Growing up in a small southern town, Yadkinville, NC, I was raised in a deeply Christian household that blended Pentecostal, Evangelical, and Southern Baptist traditions. Church was a constant presence in my life. I was dressed in frilly dresses, patent leather shoes, and pushed into the mold of a “proper girl.” Yet, I was a tomboy at heart, eagerly playing any sport my parents allowed me to, feeling restless in the confines of traditional femininity. From an early age, I knew I was different—I just didn’t know why.
While my childhood may sound familiar to others, I never felt like a girl. I hated every second of the dresses and the societal expectations tied to my gender. Back then, discussions about the LGBTQIA+ community were whispered and shrouded in fear. I didn’t know any openly queer people. I simply knew I was different. I couldn’t understand why I admired Lita Ford the way I did or why dating boys felt obligatory rather than genuine. All I wanted was love and acceptance, to be like everyone else.

My first real revelation came unexpectedly. I was about 20, watching an episode of Top Chef, when a woman shaved her head and openly identified as a lesbian. Suddenly, everything clicked. The next day, I cut my shoulder-length hair short, embracing a small but powerful symbol of change. Two months later, I came out—not on my own terms, but because a message on my MySpace page was accidentally discovered by a family member. That conversation was one I wasn’t prepared for, and yet it became a defining moment in my life.
Coming out at 20, shortly after graduating college with my AA, was terrifying.
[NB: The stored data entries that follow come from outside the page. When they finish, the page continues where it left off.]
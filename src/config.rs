//! TOML configuration shared by the scheduler, dispatcher and worker
//! binaries.
//!
//! Every field has a default so an empty file, or no file at all, yields a
//! usable local setup. The path comes from `--config` or the
//! [`CONFIG_ENV`] environment variable.

use camino::{Utf8Path, Utf8PathBuf};
use cap_std::{ambient_authority, fs_utf8::Dir};
use serde::Deserialize;
use std::{io, sync::Arc, time::Duration};
use thiserror::Error;

/// Environment variable naming the configuration file.
pub const CONFIG_ENV: &str = "CODEIMPORT_CONFIG";

/// Errors raised while loading configuration.
#[derive(Debug, Error)]
pub enum ConfigError {
    /// The file could not be read.
    #[error("failed to read configuration {path}: {source}")]
    Read {
        /// File that was read.
        path: Utf8PathBuf,
        /// Underlying error.
        source: Arc<io::Error>,
    },
    /// The file is not valid TOML for this schema.
    #[error("invalid configuration {path}: {source}")]
    Parse {
        /// File that was parsed.
        path: Utf8PathBuf,
        /// Underlying error.
        source: toml::de::Error,
    },
    /// A setting with no default was not provided.
    #[error("missing configuration setting {0}")]
    Missing(&'static str),
}

/// Whole configuration file.
#[derive(Debug, Clone, Default, PartialEq, Eq, Deserialize)]
#[serde(default, deny_unknown_fields)]
pub struct Config {
    /// `[scheduler]` section.
    pub scheduler: SchedulerConfig,
    /// `[dispatcher]` section.
    pub dispatcher: DispatcherConfig,
    /// `[worker]` section.
    pub worker: WorkerConfig,
}

impl Config {
    /// Loads the file at `path`, or at [`CONFIG_ENV`] when `path` is `None`.
    /// Without either, the defaults are returned.
    ///
    /// # Errors
    ///
    /// Returns [`ConfigError::Read`] or [`ConfigError::Parse`] when the
    /// named file cannot be used.
    pub fn load(path: Option<&Utf8Path>) -> Result<Self, ConfigError> {
        let from_env = std::env::var(CONFIG_ENV).ok().map(Utf8PathBuf::from);
        match path.map(Utf8Path::to_path_buf).or(from_env) {
            Some(config_path) => Self::read(&config_path),
            None => Ok(Self::default()),
        }
    }

    /// Reads and parses the file at `path`.
    ///
    /// # Errors
    ///
    /// Returns [`ConfigError::Read`] or [`ConfigError::Parse`].
    pub fn read(path: &Utf8Path) -> Result<Self, ConfigError> {
        let read_error = |err: io::Error| ConfigError::Read {
            path: path.to_owned(),
            source: Arc::new(err),
        };
        let parent = path
            .parent()
            .filter(|dir| !dir.as_str().is_empty())
            .unwrap_or_else(|| Utf8Path::new("."));
        let file_name = path.file_name().ok_or_else(|| {
            read_error(io::Error::new(io::ErrorKind::InvalidInput, "path names no file"))
        })?;
        let text = Dir::open_ambient_dir(parent, ambient_authority())
            .and_then(|dir| dir.read_to_string(file_name))
            .map_err(read_error)?;
        let config = Self::parse(&text).map_err(|source| ConfigError::Parse {
            path: path.to_owned(),
            source,
        })?;
        tracing::debug!(path = %path, "loaded configuration");
        Ok(config)
    }

    /// Parses configuration text.
    ///
    /// # Errors
    ///
    /// Returns the TOML error for malformed text or unknown keys.
    pub fn parse(text: &str) -> Result<Self, toml::de::Error> {
        toml::from_str(text)
    }
}

/// `[scheduler]` settings.
#[derive(Debug, Clone, PartialEq, Eq, Deserialize)]
#[serde(default, deny_unknown_fields)]
pub struct SchedulerConfig {
    /// Socket address the RPC server binds.
    pub listen_address: String,
    /// `PostgreSQL` URL; the in-memory store is used when absent.
    pub database_url: Option<String>,
    /// Base URL under which import mirrors are published.
    pub branch_base_url: String,
    /// Consecutive failures after which an import is marked failing.
    pub consecutive_failure_limit: u32,
    /// Connection pool size.
    pub pool_size: u32,
}

impl Default for SchedulerConfig {
    fn default() -> Self {
        Self {
            listen_address: "127.0.0.1:8480".to_owned(),
            database_url: None,
            branch_base_url: DEFAULT_BRANCH_BASE_URL.to_owned(),
            consecutive_failure_limit: 5,
            pool_size: 4,
        }
    }
}

/// `[dispatcher]` settings.
#[derive(Debug, Clone, PartialEq, Eq, Deserialize)]
#[serde(default, deny_unknown_fields)]
pub struct DispatcherConfig {
    /// Scheduler RPC base URL.
    pub scheduler_url: String,
    /// `PostgreSQL` URL used to read the machine's state.
    pub database_url: Option<String>,
    /// Hostname override; the OS hostname is used when absent.
    pub hostname: Option<String>,
    /// Limit sent to the scheduler with each claim.
    pub worker_limit: usize,
    /// Local ceiling on running jobs.
    pub max_local_jobs: usize,
    /// Worker binary started for claimed jobs.
    pub worker_program: Utf8PathBuf,
    /// Directory receiving `<job_id>.log` worker logs.
    pub log_dir: Utf8PathBuf,
    /// RPC timeout in seconds.
    pub rpc_timeout_secs: u64,
}

impl DispatcherConfig {
    /// Returns the database URL.
    ///
    /// # Errors
    ///
    /// Returns [`ConfigError::Missing`] when none is configured.
    pub fn database_url(&self) -> Result<&str, ConfigError> {
        self.database_url
            .as_deref()
            .ok_or(ConfigError::Missing("dispatcher.database_url"))
    }

    /// Returns the RPC timeout.
    #[must_use]
    pub const fn rpc_timeout(&self) -> Duration {
        Duration::from_secs(self.rpc_timeout_secs)
    }
}

impl Default for DispatcherConfig {
    fn default() -> Self {
        Self {
            scheduler_url: DEFAULT_SCHEDULER_URL.to_owned(),
            database_url: None,
            hostname: None,
            worker_limit: 4,
            max_local_jobs: 4,
            worker_program: Utf8PathBuf::from("import_worker"),
            log_dir: Utf8PathBuf::from("/var/tmp/codeimport/logs"),
            rpc_timeout_secs: 30,
        }
    }
}

/// `[worker]` settings.
#[derive(Debug, Clone, PartialEq, Eq, Deserialize)]
#[serde(default, deny_unknown_fields)]
pub struct WorkerConfig {
    /// Scheduler RPC base URL.
    pub scheduler_url: String,
    /// Directory backing the branch store.
    pub branch_store_root: Utf8PathBuf,
    /// Base URL branch URLs are resolved against.
    pub branch_base_url: String,
    /// Directory for per-job scratch space.
    pub scratch_root: Utf8PathBuf,
    /// Directory holding lease files.
    pub lease_dir: Utf8PathBuf,
    /// Directory receiving uploaded logs.
    pub artifact_dir: Utf8PathBuf,
    /// Seconds between heartbeats.
    pub heartbeat_interval_secs: u64,
    /// RPC timeout in seconds.
    pub rpc_timeout_secs: u64,
}

impl WorkerConfig {
    /// Returns the heartbeat interval.
    #[must_use]
    pub const fn heartbeat_interval(&self) -> Duration {
        Duration::from_secs(self.heartbeat_interval_secs)
    }

    /// Returns the RPC timeout.
    #[must_use]
    pub const fn rpc_timeout(&self) -> Duration {
        Duration::from_secs(self.rpc_timeout_secs)
    }
}

impl Default for WorkerConfig {
    fn default() -> Self {
        Self {
            scheduler_url: DEFAULT_SCHEDULER_URL.to_owned(),
            branch_store_root: Utf8PathBuf::from("/var/tmp/codeimport/branches"),
            branch_base_url: DEFAULT_BRANCH_BASE_URL.to_owned(),
            scratch_root: Utf8PathBuf::from("/var/tmp/codeimport/scratch"),
            lease_dir: Utf8PathBuf::from("/var/tmp/codeimport/leases"),
            artifact_dir: Utf8PathBuf::from("/var/tmp/codeimport/artifacts"),
            heartbeat_interval_secs: 30,
            rpc_timeout_secs: 30,
        }
    }
}

const DEFAULT_SCHEDULER_URL: &str = "http://127.0.0.1:8480";
const DEFAULT_BRANCH_BASE_URL: &str = "http://branches.localhost/";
I was deeply involved in my church—I played drums in the band, taught children in AWANA, led youth camps, and even guided adult women’s studies. I can still see myself standing in the church parking lot, tears streaming, telling someone I trusted, “Miss Savannah, I’m a lesbian. I’m gay. I don’t think you’ll let me come back to church.” And I was right. I was cornered, hurt, and told by someone I loved the most that I had never really been a Christian. That kind of pain—the so-called “church hurt”—is, without exaggeration, the worst kind of hurt. Today, I identify as Agnostic, a reflection of the deep wounds and lessons I endured.

Friends reacted similarly. My best friend, also from church, played me P!nk’s “Who Knew,” a song he used to express disappointment and hurt. Even now, 14 years later, I can’t hear it without recalling that moment. In the span of 24 hours, I lost almost everything: my church family, friends, and much of my extended family—though my sister and dad stayed by my side. My mom eventually came around, and we now have the most honest, open, and loving relationship we’ve ever shared. But at that moment, I felt utterly alone. I found solace at the bottom of bottles, a paradoxical freedom amidst overwhelming pain. That first Christmas Eve post-coming out was a nightmare; a self-proclaimed Christian family member told me I was going to hell. My first year out was, in every sense, hell.

Life didn’t get easier overnight. I moved from North Carolina to Virginia, then joined the Army and relocated to Missouri to escape a toxic relationship. Within the LGBTQIA+ community, domestic abuse exists quietly, and I experienced that firsthand. On entering the Army, I hid my identity under “Don’t Ask, Don’t Tell,” which was excruciatingly painful. Just a month before deployment, I suffered a severe injury, shattering long-term plans I had dared to make. Returning home felt like defeat; I struggled again, seeking answers at the bottom of bottles instead of within myself. Those early twenties were spent navigating heartbreak, loss, and the harsh realities of coming out in a world that wasn’t ready for me.

Despite the pain, I survived—and I grew. Therapy, tears, and hard-earned self-love gradually built me into the person I am today. I learned that the cost of becoming myself wasn’t mine alone—it was borne by relationships I outgrew and people who walked away. Those losses taught me lessons I cherish now: I don’t need anyone to merely tolerate me, and the version of myself I’ve fought to become is more than enough. I am strong-willed, stubborn, fiercely loving, and unapologetically me.

Today, at nearly 34, I am a non-binary queer person living my best life. I run a Bookstagram account and have built a chosen family around shared love for literature and community, particularly LGBTQIA+ representation. Books have always been my safe place, and now that sanctuary has expanded into friendships and connections that feel like home. Home, I’ve learned, isn’t a building—it’s where you feel safe, seen, and loved.

I won’t say “it gets better,” because pain doesn’t magically vanish. Losing people you love leaves scars. But you—you—get better. You awaken every day to a stronger, more complete version of yourself, and that peace is priceless. When you’re ready to come out, you will know. And even if you never do, you belong. You are seen, celebrated, and never truly alone. One day, you’ll be the person offering guidance, love, and reassurance to someone else who is struggling. And I promise: when that day comes, you will understand that the love around you—sometimes quiet, sometimes unexpected—is what carries you forward.

Coming out was the hardest, most painful, and yet most transformative thing I have ever done. And I wouldn’t trade it for anything.